Ich glaube, wir brauchen nicht eine, sondern viele Antworten für die Lausitz.

(Beifall DIE LINKE sowie vereinzelt SPD)

Die werden wir nur gemeinsam entwickeln. Ich kann mir vorstellen, dass wir mit der Bundesregierung zu einem Bund-Länder-Abkommen gelangen, mit dem wir gemeinsam die Vorschläge, die in der Region entwickelt werden, auf solide finanzielle Füße stellen. Das, meine sehr verehrten Damen und Herren, ist das Gebot der Stunde.

(Beifall DIE LINKE)

Die Gründung der Innovationsregion Lausitz GmbH mit den zentralen Akteuren vor Ort ist aus meiner Sicht ein richtiger Schritt. Zwei, drei Sätze zu Ihren Ausführungen, Herr Vogel: Was bedeutet denn der neue

Eigentümer für die Beschäftigten? Alle tariflichen und betrieblichen Verträge werden übernommen.

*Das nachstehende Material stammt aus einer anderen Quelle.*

// Copyright (c) 2025 Ronan LE MEILLAT, SCTG Development
// This file is part of the wtp-rtu-bridge project and is licensed under the
// SCTG Development Non-Commercial License v1.0 (see LICENSE.md for details).

//! Process simulation configuration
//!
//! Settings for the virtual clock, the stochastic process model and the scan
//! cadences. Cadences are wall-clock and independent of the time-compression
//! factor; they are configurable so tests can run the scan loops faster, but
//! the defaults (1 s tick, 0.5 s command drain, 1 s push) are the normative
//! cadences of the scan orchestrator.

use serde::{Deserialize, Serialize};

/// Configuration for the process data generator and scan loops.
#[derive(Debug, Clone, Serialize, Deserialize)]
pub struct SimulationConfig {
    /// Time-compression factor. At `speed = 60.0`, one wall second advances
    /// the simulated clock by one minute. Must be positive.
    #[serde(default = "default_speed")]
    pub speed: f64,

    /// Random seed for reproducible runs. When absent the seed is drawn from
    /// the OS and logged at startup so a run can still be replayed.
    #[serde(default)]
    pub seed: Option<u64>,

    /// Whether rain events fire on their own via the Poisson scheduler.
    /// When false, rain only happens through operator injection.
    #[serde(default = "default_auto_events")]
    pub auto_events: bool,

    /// Scan (tick) cadence in wall milliseconds.
    #[serde(default = "default_tick_interval_ms")]
    pub tick_interval_ms: u64,

    /// Pending-write drain cadence in wall milliseconds.
    #[serde(default = "default_drain_interval_ms")]
    pub drain_interval_ms: u64,

    /// Live-push cadence in wall milliseconds.
    #[serde(default = "default_push_interval_ms")]
    pub push_interval_ms: u64,
}

fn default_speed() -> f64 {
    1.0
}

fn default_auto_events() -> bool {
    true
}

fn default_tick_interval_ms() -> u64 {
    1000
}

fn default_drain_interval_ms() -> u64 {
    500
}

fn default_push_interval_ms() -> u64 {
    1000
}

impl Default for SimulationConfig {
    fn default() -> Self {
        Self {
            speed: default_speed(),
            seed: None,
            auto_events: default_auto_events(),
            tick_interval_ms: default_tick_interval_ms(),
            drain_interval_ms: default_drain_interval_ms(),
            push_interval_ms: default_push_interval_ms(),
        }
    }
}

(Vogel [B90/GRÜNE]: Müssen sie ja!)

Auch die öffentlich-rechtlichen Verabredungen werden fortgeführt, bis Ende 2020 gibt es keine betriebsbedingten Kündigungen, und die Mittel für die Sanierungsmaßnahmen sind gesichert. Meine sehr verehrten Damen und Herren, das ist mehr als nichts, und das muss man auch anerkennen. Sie kennen unsere Position zur Frage von neuen Kraftwerken und neuen Tagebauen. Es ist völlig klar, wir haben immer gesagt: Braunkohletechnologie ist eine Brückentechnologie. Zum einen brauchen wir verlässliche wirtschaftliche Rahmenbedingungen auf Bundesebene, zum anderen haben wir eine Gesamtverantwortung für diesen Planeten - mit Blick auf den Klimaschutz und das Zwei-Grad-Ziel, das muss ich an dieser Stelle nicht weiter ausführen.

(Zuruf des Abgeordneten Vogel [B90/GRÜNE] - Beifall DIE LINKE, B90/GRÜNE sowie vereinzelt SPD)

Meine sehr verehrten Damen und Herren! Bereits heute findet die Wertschöpfung in der Industrieregion Lausitz zu etwa vier Fünfteln außerhalb der Braunkohleverstromung beziehungsweise -gewinnung statt. Ich bin der festen Überzeugung: Wenn die Akteure vor Ort und wir als politische Akteure zusammenstehen, werden wir diese Herausforderung gemeinsam meistern. - Ich danke für die Aufmerksamkeit.